|M.Sc Student||Horesh Dikla|
|Subject||Advanced Texture Decomposition in the Spectral TV Domain|
|Department||Department of Electrical Engineering||Supervisor||Professor Guy Gilboa|
|Full Thesis text|
Precise texture separation can considerably improve texture analysis, a significant component in many computer vision tasks. In this paper we introduce a few advanced methods for image decomposition.
First, we aim at obtaining precise local texture orientations of images in a multiscale manner, characterizing the main obvious ones as well as the very subtle ones.
We use the recently proposed total variation spectral framework to decompose the image into its different textural scales. Gabor filter banks are then employed to detect prominent orientations within the multiscale representation.
A necessary condition for perfect texture separation is given, based on the spectral total-variation theory. We show that using this method we can detect and differentiate a mixture of overlapping textures and obtain with high fidelity a multi-valued orientation representation of the image.
Second, we introduce a novel notion of separation surfaces for image decomposition.

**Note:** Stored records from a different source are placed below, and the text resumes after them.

//! Header manipulation for forwarded requests.
//!
//! # Responsibilities
//! - Drop `Host` and `Content-Length` (the client connection recomputes them)
//! - Add X-Forwarded-Host, X-Forwarded-Proto, X-Forwarded-Uri
//! - Add the gateway identity headers (user id, service id)
//! - Extract the client IP for audit records
//!
//! # Design Decisions
//! - Rewriting works on the owned header map taken out of the request parts
//! - Client-supplied X-Gateway-* values are overwritten, never trusted

use axum::http::header::{self, HeaderMap, HeaderName, HeaderValue, InvalidHeaderValue};
use std::net::SocketAddr;

pub static X_FORWARDED_HOST: HeaderName = HeaderName::from_static("x-forwarded-host");
pub static X_FORWARDED_PROTO: HeaderName = HeaderName::from_static("x-forwarded-proto");
pub static X_FORWARDED_URI: HeaderName = HeaderName::from_static("x-forwarded-uri");
pub static X_GATEWAY_USER_ID: HeaderName = HeaderName::from_static("x-gateway-user-id");
pub static X_GATEWAY_SERVICE_ID: HeaderName = HeaderName::from_static("x-gateway-service-id");

/// Who and what a forwarded request is for.
#[derive(Debug, Clone, Copy)]
pub struct ForwardIdentity<'a> {
    /// Normalized inbound host.
    pub host: &'a str,
    /// Scheme of the upstream URL.
    pub proto: &'a str,
    /// Original path and query, byte-for-byte.
    pub uri: &'a str,
    pub user_id: &'a str,
    pub service_id: &'a str,
}

/// Apply the proxy header rules to `headers` in place.
pub fn rewrite_forward_headers(
    headers: &mut HeaderMap,
    identity: &ForwardIdentity<'_>,
) -> Result<(), InvalidHeaderValue> {
    headers.remove(header::HOST);
    headers.remove(header::CONTENT_LENGTH);

    headers.insert(X_FORWARDED_HOST.clone(), HeaderValue::from_str(identity.host)?);
    headers.insert(X_FORWARDED_PROTO.clone(), HeaderValue::from_str(identity.proto)?);
    headers.insert(X_FORWARDED_URI.clone(), HeaderValue::from_str(identity.uri)?);
    headers.insert(X_GATEWAY_USER_ID.clone(), HeaderValue::from_str(identity.user_id)?);
    headers.insert(X_GATEWAY_SERVICE_ID.clone(), HeaderValue::from_str(identity.service_id)?);
    Ok(())
}

/// Best-effort client address: first `X-Forwarded-For` hop, then
/// `X-Real-IP`, then the TCP peer.
pub fn client_ip(headers: &HeaderMap, peer: Option<SocketAddr>) -> Option<String> {
    let forwarded = headers
        .get("x-forwarded-for")
        .and_then(|v| v.to_str().ok())
        .and_then(|v| v.split(',').next())
        .map(str::trim)
        .filter(|v| !v.is_empty());
    if let Some(ip) = forwarded {
        return Some(ip.to_string());
    }

    let real_ip = headers
        .get("x-real-ip")
        .and_then(|v| v.to_str().ok())
        .map(str::trim)
        .filter(|v| !v.is_empty());
    if let Some(ip) = real_ip {
        return Some(ip.to_string());
    }

    peer.map(|addr| addr.ip().to_string())
}

#[cfg(test)]
mod tests {
    use super::*;

    fn identity() -> ForwardIdentity<'static> {
        ForwardIdentity {
            host: "svc.example.com",
            proto: "http",
            uri: "/a/b?x=1&y=%20",
            user_id: "user-1",
            service_id: "service-1",
        }
    }

    #[test]
    fn test_rewrite_sets_and_strips() {
        let mut headers = HeaderMap::new();
        headers.insert(header::HOST, HeaderValue::from_static("svc.example.com"));
        headers.insert(header::CONTENT_LENGTH, HeaderValue::from_static("10"));
        headers.insert(header::COOKIE, HeaderValue::from_static("session=abc"));
        headers.insert("x-gateway-user-id", HeaderValue::from_static("spoofed"));

        rewrite_forward_headers(&mut headers, &identity()).unwrap();

        assert!(headers.get(header::HOST).is_none());
        assert!(headers.get(header::CONTENT_LENGTH).is_none());
        assert_eq!(headers.get(header::COOKIE).unwrap(), "session=abc");
        assert_eq!(headers.get(&X_FORWARDED_HOST).unwrap(), "svc.example.com");
        assert_eq!(headers.get(&X_FORWARDED_PROTO).unwrap(), "http");
        assert_eq!(headers.get(&X_FORWARDED_URI).unwrap(), "/a/b?x=1&y=%20");
        assert_eq!(headers.get(&X_GATEWAY_USER_ID).unwrap(), "user-1");
        assert_eq!(headers.get_all(&X_GATEWAY_USER_ID).iter().count(), 1);
        assert_eq!(headers.get(&X_GATEWAY_SERVICE_ID).unwrap(), "service-1");
    }

    #[test]
    fn test_rewrite_rejects_unencodable_values() {
        let mut headers = HeaderMap::new();
        let bad = ForwardIdentity {
            user_id: "line\nbreak",
            ..identity()
        };
        assert!(rewrite_forward_headers(&mut headers, &bad).is_err());
    }

    #[test]
    fn test_client_ip_precedence() {
        let peer: SocketAddr = "10.0.0.9:5555".parse().unwrap();
        let mut headers = HeaderMap::new();
        assert_eq!(client_ip(&headers, Some(peer)).as_deref(), Some("10.0.0.9"));

        headers.insert("x-real-ip", HeaderValue::from_static("198.51.100.4"));
        assert_eq!(client_ip(&headers, Some(peer)).as_deref(), Some("198.51.100.4"));

        headers.insert("x-forwarded-for", HeaderValue::from_static("203.0.113.7, 10.0.0.1"));
        assert_eq!(client_ip(&headers, Some(peer)).as_deref(), Some("203.0.113.7"));

        assert_eq!(client_ip(&HeaderMap::new(), None), None);
    }
}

A surface is embedded in the spectral total-variation (TV) three dimensional domain and encodes a spatially-varying separation scale. The method allows good separation of textures with gradually varying pattern size, pattern-contrast or illumination. The TV spectral framework is used to decompose the image into a continuum of textural scales. A desired texture, within a scale range, is found by fitting a surface to the local maximal responses in the spectral domain. A band above and below the surface, referred to as the Texture Stratum, defines for each pixel the adaptive scale range of the texture. Based on the decomposition an application is proposed which can attenuate or enhance textures in the image in a very natural and visually convincing manner.